The safety and efficacy of pharmacotherapy in children, particularly preterms, neonates and infants, is limited by a paucity of good-quality data from prospective clinical drug trials. A specific challenge is the establishment of valid biomarkers. OMICs technologies may support these efforts by complementary information about targeted and nontargeted molecules through systematic characterization and quantitation of biological samples. OMICs technologies comprise at least genomics, epigenomics, transcriptomics, proteomics, metabolomics and microbiomics in addition to the patient's phenotype.

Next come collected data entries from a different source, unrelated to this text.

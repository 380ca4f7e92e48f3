//! Sessions: a durable (metadata, conversation) pair plus a live agent.

use async_trait::async_trait;
use chrono::{DateTime, Utc};
use serde::{Deserialize, Serialize};
use std::sync::Arc;
use tokio::sync::Mutex;
use tracing::debug;

use crate::conversation::Conversation;
use crate::error::RuntimeResult;
use crate::observer::ExecutionObserver;

fn default_title() -> String {
    "New Conversation".to_string()
}

/// Metadata identifying and describing a session.
#[derive(Debug, Clone, PartialEq, Serialize, Deserialize)]
pub struct SessionMetadata {
    /// Unique session identifier.
    pub session_id: String,
    /// Display title.
    #[serde(default = "default_title")]
    pub title: String,
    /// Creation time.
    pub created_at: DateTime<Utc>,
    /// Last activity time. Never precedes `created_at`.
    pub last_active_at: DateTime<Utc>,
    /// User-defined tags.
    #[serde(default)]
    pub tags: Vec<String>,
    /// Model the session runs on.
    #[serde(default)]
    pub model: String,
    /// Optional description.
    #[serde(default)]
    pub description: Option<String>,
}

impl SessionMetadata {
    /// Fresh metadata for a new session.
    pub fn new(session_id: impl Into<String>, model: impl Into<String>) -> Self {
        let now = Utc::now();
        Self {
            session_id: session_id.into(),
            title: default_title(),
            created_at: now,
            last_active_at: now,
            tags: Vec::new(),
            model: model.into(),
            description: None,
        }
    }

    /// Bump the activity timestamp.
    pub fn touch(&mut self) {
        self.last_active_at = Utc::now();
    }
}

/// The persisted form of a session: metadata plus conversation. The
/// agent is never persisted; it is reconstructed with fresh
/// infrastructure at restore time.
#[derive(Debug, Clone, PartialEq, Serialize, Deserialize)]
pub struct SessionSnapshot {
    /// Session metadata.
    pub metadata: SessionMetadata,
    /// The conversation history.
    pub conversation: Conversation,
}

/// The query-execution facade a session delegates to.
#[async_trait]
pub trait Agent: Send + Sync {
    /// Execute a query and return the final response text.
    async fn run(&self, query: &str, observer: &dyn ExecutionObserver) -> RuntimeResult<String>;
}

/// A live session: metadata, conversation, and the agent facade.
pub struct Session {
    /// Session metadata.
    pub metadata: SessionMetadata,
    conversation: Arc<Mutex<Conversation>>,
    agent: Arc<dyn Agent>,
}

impl std::fmt::Debug for Session {
    fn fmt(&self, f: &mut std::fmt::Formatter<'_>) -> std::fmt::Result {
        f.debug_struct("Session")
            .field("session_id", &self.metadata.session_id)
            .finish_non_exhaustive()
    }
}

impl Session {
    /// Create a session over an existing conversation and agent.
    #[must_use]
    pub fn new(
        metadata: SessionMetadata,
        conversation: Arc<Mutex<Conversation>>,
        agent: Arc<dyn Agent>,
    ) -> Self {
        debug!(session_id = %metadata.session_id, "Session initialized");
        Self {
            metadata,
            conversation,
            agent,
        }
    }

    /// Restore a session from a snapshot, attaching a freshly built
    /// agent via the factory.
    pub fn from_snapshot<F>(snapshot: SessionSnapshot, make_agent: F) -> Self
    where
        F: FnOnce(Arc<Mutex<Conversation>>) -> Arc<dyn Agent>,
    {
        let conversation = Arc::new(Mutex::new(snapshot.conversation));
        let agent = make_agent(Arc::clone(&conversation));
        Self::new(snapshot.metadata, conversation, agent)
    }

    /// The session id.
    #[must_use]
    pub fn session_id(&self) -> &str {
        &self.metadata.session_id
    }

    /// Shared handle to the conversation.
    #[must_use]
    pub fn conversation(&self) -> Arc<Mutex<Conversation>> {
        Arc::clone(&self.conversation)
    }

    /// Number of messages in the conversation.
    pub async fn message_count(&self) -> usize {
        self.conversation.lock().await.message_count()
    }

    /// Rough token estimate for the conversation.
    pub async fn token_estimate(&self) -> usize {
        self.conversation.lock().await.token_estimate()
    }

    /// Execute a query through the agent, bumping `last_active_at`.
    ///
    /// # Errors
    ///
    /// Propagates agent failures.
    pub async fn run_query(
        &mut self,
        query: &str,
        observer: &dyn ExecutionObserver,
    ) -> RuntimeResult<String> {
        self.metadata.touch();
        let result = self.agent.run(query, observer).await?;
        debug!(
            session_id = %self.metadata.session_id,
            chars = result.len(),
            "Session query completed"
        );
        Ok(result)
    }

    /// Clear the conversation history, preserving metadata.
    pub async fn clear_history(&mut self) {
        self.conversation.lock().await.clear();
        self.metadata.touch();
    }

    /// Snapshot the persistable parts of the session.
    pub async fn snapshot(&self) -> SessionSnapshot {
        SessionSnapshot {
            metadata: self.metadata.clone(),
            conversation: self.conversation.lock().await.clone(),
        }
    }
}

OMICs technologies are in part hypothesis-generating, allowing an in depth understanding of disease pathophysiology and pharmacological mechanisms. Application of OMICs technologies in paediatrics faces major challenges before routine adoption. First, developmental processes need to be considered, including a subdivision into specific age groups as developmental changes clearly impact OMICs data. Second, compared to the adult population, the number of patients is limited as are the type and amount of necessary biomaterial, especially in neonates and preterms. Thus, advanced trial designs and biostatistical methods, noninvasive biomarkers, innovative biobanking concepts including data and samples from healthy children, as well as analytical approaches (eg liquid biopsies) should be addressed to overcome these obstacles. The ultimate goal is to link OMICs technologies with innovative analysis tools, such as artificial intelligence at an early stage. The use of OMICs data based on a feasible approach will contribute to the identification complex phenotypes and subpopulations of patients to improve the development of medicines for children with potential economic advantages.

Item Type: Article
Uncontrolled Keywords: clinical trials, epigenomics, OMICS technology, paediatrics, pharmacogenomics
Divisions: Faculty of Health and Life Sciences
Faculty of Health and Life Sciences > Institute of Life Courses and Medical Sciences
Depositing User: Symplectic Admin
Date Deposited: 25 Mar 2022 08:26
Last Modified: 18 Jan 2023 21:06
DOI: 10.1111/bcp.15216
Open Access URL: https://bpspubs.onlinelibrary.wiley.com/doi/10.111...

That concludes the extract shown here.